In December 2021, he sniffed a powdered drug and then overdosed while driving, crashing his Mustang into the front steps of a church. He regained consciousness in the back of an ambulance after being administered naloxone. Racked with shame, he refused to go to a hospital.

With the help of a support group, he has since stopped using drugs. But in the ambulance, at the time of his overdose, no one offered to connect him to any treatment resources or social services, he said. After he asked to get out of the vehicle, he said that no one from the city checked up on him again.

Cheryl Phillips and Eric Sagara contributed reporting. Susan C. Beachy and Kirsten Noyes contributed research. This article was reported in partnership with Big Local News at Stanford University.

About the analysis

The Times and The Banner analyzed anonymized data about every death in the United States between 1989 and 2022 from the Centers for Disease Control and Prevention. The data, obtained under an academic license through the reporter Nick Thieme’s affiliation with Columbia University, shows demographics and causes of death. Fatalities from 1968 through 1989 were collected from a separate data set the C.D.C. publishes.

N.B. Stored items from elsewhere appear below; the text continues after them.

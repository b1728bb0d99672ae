//! Subcommands and their output.

use std::io::Write;

use clap::{Subcommand, ValueEnum};
use sigil_core::{
    Environment, GLOBAL_ZONE, IdentityKeyRecord, ProtocolStore, QualifiedAddress, ServiceId,
    Storage, StoreError, VerifiedStatus,
    records::{StoredSession, StoredUnprocessed},
};
use thiserror::Error;

/// Failures surfaced to the operator.
#[derive(Debug, Error)]
pub enum CliError {
    /// Store operation failed
    #[error(transparent)]
    Store(#[from] StoreError),

    /// Writing output failed
    #[error("write output: {0}")]
    Io(#[from] std::io::Error),
}

/// Verification status as typed on the command line.
#[derive(Debug, Clone, Copy, PartialEq, Eq, ValueEnum)]
pub enum Status {
    /// Never verified
    Default,
    /// Safety number verified
    Verified,
    /// Explicitly unverified
    Unverified,
}

impl From<Status> for VerifiedStatus {
    fn from(status: Status) -> Self {
        match status {
            Status::Default => Self::Default,
            Status::Verified => Self::Verified,
            Status::Unverified => Self::Unverified,
        }
    }
}

/// Store operations.
#[derive(Subcommand, Debug)]
pub enum Command {
    /// Record counts per family
    Stats,

    /// List sessions and whether each is open
    Sessions {
        /// Only sessions with this peer
        #[arg(long)]
        peer: Option<ServiceId>,
    },

    /// Show stored peer identities
    Identity {
        /// Only this peer
        service_id: Option<ServiceId>,
    },

    /// Change the verification status of a peer
    SetVerified {
        /// Peer account
        service_id: ServiceId,
        /// New status
        status: Status,
    },

    /// Archive the open session with one device (`ours:peer.device`)
    Archive {
        /// Session address
        address: QualifiedAddress,
    },

    /// Delete every session with a peer
    RemoveSessions {
        /// Peer account
        service_id: ServiceId,
    },

    /// List envelopes waiting to be processed
    Unprocessed,

    /// Delete stored data
    Wipe {
        /// Keep groups, dropping only their sender key bookkeeping
        #[arg(long)]
        configuration_only: bool,
    },
}

fn status_name(status: VerifiedStatus) -> &'static str {
    match status {
        VerifiedStatus::Default => "default",
        VerifiedStatus::Verified => "verified",
        VerifiedStatus::Unverified => "unverified",
    }
}

fn write_identity(out: &mut impl Write, record: &IdentityKeyRecord) -> std::io::Result<()> {
    writeln!(
        out,
        "{}\t{}\t{}\tfirst_use={}\tapproved={}\tsaved_at={}",
        record.service_id,
        hex::encode(record.public_key.as_bytes()),
        status_name(record.verified),
        record.first_use,
        record.nonblocking_approval,
        record.timestamp,
    )
}

/// Run `command` against `store`, writing results to `out`.
pub async fn run<E, S, W>(
    store: &ProtocolStore<E, S>,
    command: Command,
    out: &mut W,
) -> Result<(), CliError>
where
    E: Environment,
    S: Storage,
    W: Write,
{
    match command {
        Command::Stats => {
            let stats = store.stats();
            writeln!(out, "local identities\t{}", stats.local_identities)?;
            writeln!(out, "identity keys\t{}", stats.identity_keys)?;
            writeln!(out, "sessions\t{}", stats.sessions)?;
            writeln!(out, "pre-keys\t{}", stats.pre_keys)?;
            writeln!(out, "signed pre-keys\t{}", stats.signed_pre_keys)?;
            writeln!(out, "sender keys\t{}", stats.sender_keys)?;
            writeln!(out, "unprocessed\t{}", store.get_unprocessed_count()?)?;
        },

        Command::Sessions { peer } => {
            let mut rows = store.storage().get_all::<StoredSession>().map_err(StoreError::from)?;
            rows.retain(|row| peer.as_ref().is_none_or(|peer| row.service_id == *peer));
            rows.sort_by(|a, b| a.id.cmp(&b.id));

            for row in rows {
                let address: QualifiedAddress = row.id.parse()?;
                let state = match store.load_session(&address, &GLOBAL_ZONE).await? {
                    Some(record) if record.has_current_state() => "open",
                    Some(_) => "archived",
                    None => "unreadable",
                };
                writeln!(out, "{address}\t{state}")?;
            }
        },

        Command::Identity { service_id: Some(service_id) } => {
            let record = store
                .get_identity_record(&service_id)?
                .ok_or_else(|| StoreError::NotFound {
                    kind: "identity key",
                    id: service_id.to_string(),
                })?;
            write_identity(out, &record)?;
        },

        Command::Identity { service_id: None } => {
            for record in store.get_all_identity_records()? {
                write_identity(out, &record)?;
            }
        },

        Command::SetVerified { service_id, status } => {
            store.set_verified(&service_id, status.into())?;
            tracing::info!(service_id = %service_id, ?status, "verification status changed");
        },

        Command::Archive { address } => {
            store.archive_session(&address, &GLOBAL_ZONE).await?;
        },

        Command::RemoveSessions { service_id } => {
            store.remove_sessions_by_service_id(&service_id).await?;
        },

        Command::Unprocessed => {
            let mut rows =
                store.storage().get_all::<StoredUnprocessed>().map_err(StoreError::from)?;
            rows.sort_by(|a, b| a.received_at.cmp(&b.received_at).then_with(|| a.id.cmp(&b.id)));

            for row in rows {
                writeln!(
                    out,
                    "{}\treceived_at={}\tattempts={}\tdecrypted={}",
                    row.id,
                    row.received_at,
                    row.attempts,
                    row.decrypted.is_some(),
                )?;
            }
        },

        Command::Wipe { configuration_only: true } => {
            store.remove_all_configuration().await?;
        },

        Command::Wipe { configuration_only: false } => {
            store.remove_all_data().await?;
        },
    }
    Ok(())
}
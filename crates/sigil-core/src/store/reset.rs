//! Light session reset and account wipes.
//!
//! A light reset archives the session with one peer device and sends that
//! device a null message so it starts a fresh handshake. Resets are rate
//! limited per device through the `session_resets` item:
//!
//! ```text
//! failures == 0      one reset per light_reset_interval
//! failures == 1      retry immediately
//! failures == n > 1  retry after backoff_base * 2^(n-2), capped at the interval
//! ```

use std::{collections::BTreeMap, time::Duration};

use async_trait::async_trait;
use serde::{Deserialize, Serialize};
use tracing::{error, info, warn};

use super::ProtocolStore;
use crate::{
    StoreError,
    env::Environment,
    events::StoreEvent,
    ids::{QualifiedAddress, ServiceId},
    storage::Storage,
    zone::GLOBAL_ZONE,
};

/// Item holding light reset bookkeeping, keyed by qualified address.
const SESSION_RESETS: &str = "session_resets";

/// Sends the empty message that prompts a peer to rebuild its session.
#[async_trait]
pub trait NullMessageSender: Send + Sync {
    /// Send a null message to every device of `service_id`.
    async fn send_null_message(&self, service_id: &ServiceId) -> Result<(), StoreError>;
}

/// Result of [`ProtocolStore::light_session_reset`].
#[derive(Debug, Clone, Copy, PartialEq, Eq)]
pub enum LightResetOutcome {
    /// Rate limited; nothing was done
    Skipped {
        /// Wall clock time of the attempt that is still in effect
        last_attempt: u64,
    },
    /// Session archived and null message sent
    Reset,
    /// Archive or send failed
    Failed {
        /// Earliest time, relative to now, another attempt is permitted
        retry_after: Duration,
    },
}

#[derive(Debug, Clone, Copy, Serialize, Deserialize)]
struct SessionResetEntry {
    last_attempt: u64,
    consecutive_failures: u32,
}

fn millis(duration: Duration) -> u64 {
    u64::try_from(duration.as_millis()).unwrap_or(u64::MAX)
}

/// Delay before the next attempt after `failures` consecutive failures.
fn retry_delay(failures: u32, base: Duration, interval: Duration) -> Duration {
    match failures {
        0 => interval,
        1 => Duration::ZERO,
        n => base.saturating_mul(2u32.saturating_pow(n - 2)).min(interval),
    }
}

impl<E: Environment, S: Storage> ProtocolStore<E, S> {
    /// Archive the session with `address` and ask the peer to start over.
    ///
    /// # Errors
    ///
    /// Only fatal errors and failures to persist the bookkeeping are
    /// returned; an ordinary archive or send failure is reported as
    /// [`LightResetOutcome::Failed`].
    pub async fn light_session_reset(
        &self,
        address: &QualifiedAddress,
        sender: &dyn NullMessageSender,
    ) -> Result<LightResetOutcome, StoreError> {
        let key = address.to_string();
        let now = self.env.wall_clock_ms();

        if let Some(last_attempt) = self.begin_light_reset(&key, now)? {
            info!(address = %address, last_attempt, "light session reset rate limited");
            return Ok(LightResetOutcome::Skipped { last_attempt });
        }

        info!(address = %address, "light session reset");
        let attempt = match self.archive_session(address, &GLOBAL_ZONE).await {
            Ok(()) => sender.send_null_message(address.service_id()).await,
            Err(err) => Err(err),
        };

        match attempt {
            Ok(()) => {
                self.finish_light_reset(&key, true)?;
                Ok(LightResetOutcome::Reset)
            },
            Err(err) => {
                let failures = self.finish_light_reset(&key, false)?;
                error!(address = %address, failures, error = %err, "light session reset failed");
                if err.is_fatal() {
                    return Err(err);
                }
                Ok(LightResetOutcome::Failed {
                    retry_after: retry_delay(
                        failures,
                        self.config.light_reset_backoff_base,
                        self.config.light_reset_interval,
                    ),
                })
            },
        }
    }

    /// Record an attempt for `key` unless one is still in effect.
    ///
    /// Returns the time of the blocking attempt when rate limited.
    fn begin_light_reset(&self, key: &str, now: u64) -> Result<Option<u64>, StoreError> {
        let _resets = self.resets.lock().unwrap_or_else(std::sync::PoisonError::into_inner);
        let mut entries: BTreeMap<String, SessionResetEntry> =
            self.get_item(SESSION_RESETS)?.unwrap_or_default();

        let interval = self.config.light_reset_interval;
        let base = self.config.light_reset_backoff_base;
        let failures = match entries.get(key) {
            Some(entry) => {
                let delay = retry_delay(entry.consecutive_failures, base, interval);
                if now < entry.last_attempt.saturating_add(millis(delay)) {
                    return Ok(Some(entry.last_attempt));
                }
                entry.consecutive_failures
            },
            None => 0,
        };

        // Settled entries past the interval no longer limit anything.
        let horizon = now.saturating_sub(millis(interval));
        entries.retain(|_, entry| entry.consecutive_failures > 0 || entry.last_attempt >= horizon);
        entries.insert(
            key.to_string(),
            SessionResetEntry { last_attempt: now, consecutive_failures: failures },
        );
        self.put_item(SESSION_RESETS, &entries)?;
        Ok(None)
    }

    /// Settle the attempt for `key`, returning the consecutive failure count.
    fn finish_light_reset(&self, key: &str, succeeded: bool) -> Result<u32, StoreError> {
        let _resets = self.resets.lock().unwrap_or_else(std::sync::PoisonError::into_inner);
        let mut entries: BTreeMap<String, SessionResetEntry> =
            self.get_item(SESSION_RESETS)?.unwrap_or_default();

        let now = self.env.wall_clock_ms();
        let entry = entries
            .entry(key.to_string())
            .or_insert(SessionResetEntry { last_attempt: now, consecutive_failures: 0 });
        entry.consecutive_failures =
            if succeeded { 0 } else { entry.consecutive_failures.saturating_add(1) };
        let failures = entry.consecutive_failures;

        self.put_item(SESSION_RESETS, &entries)?;
        Ok(failures)
    }

    /// Delete every record, then reload the caches.
    ///
    /// Subscribers to [`crate::EventKind::RemoveAllData`] are notified once
    /// the wipe is done.
    pub async fn remove_all_data(&self) -> Result<(), StoreError> {
        self.with_zone(&GLOBAL_ZONE, "remove_all_data", || async move {
            warn!("removing all data");
            self.storage.remove_all_data()?;
            self.reset_runtime_state()
        })
        .await?;

        self.events.emit(&StoreEvent::RemoveAllData);
        Ok(())
    }

    /// Delete keys, sessions and settings but keep groups, then reload the
    /// caches.
    pub async fn remove_all_configuration(&self) -> Result<(), StoreError> {
        self.with_zone(&GLOBAL_ZONE, "remove_all_configuration", || async move {
            warn!("removing all configuration");
            self.storage.remove_all_configuration()?;
            self.reset_runtime_state()
        })
        .await
    }

    fn reset_runtime_state(&self) -> Result<(), StoreError> {
        self.hydrate_caches()?;
        self.session_queues.prune_idle();
        self.sender_key_queues.prune_idle();
        Ok(())
    }
}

Fatality rates in this article measure deaths that occurred in Baltimore, not deaths of Baltimore residents, and are calculated across the country by dividing the total number of overdose deaths that occurred in each jurisdiction by its population. For that reason, totals will differ from those in the C.D.C.’s online database, C.D.C. Wonder, which measures deaths by place of residence and also excludes deaths of people who live in U.S. territories or outside the United States.

The C.D.C. reports data by county, and the analysis identified large U.S. cities by looking at counties of at least 400,000 people. Baltimore City is reported as is own county. Overdose fatalities are those in which the underlying cause of death is listed as drug poisoning.

The Banner also sued the Maryland Office of the Chief Medical Examiner to obtain autopsy data, which allowed reporters to explore detailed geographic patterns of overdose within the city.

Death rates are not calculated for U.S. territories or Washington, though rates for both are significantly lower than in Baltimore.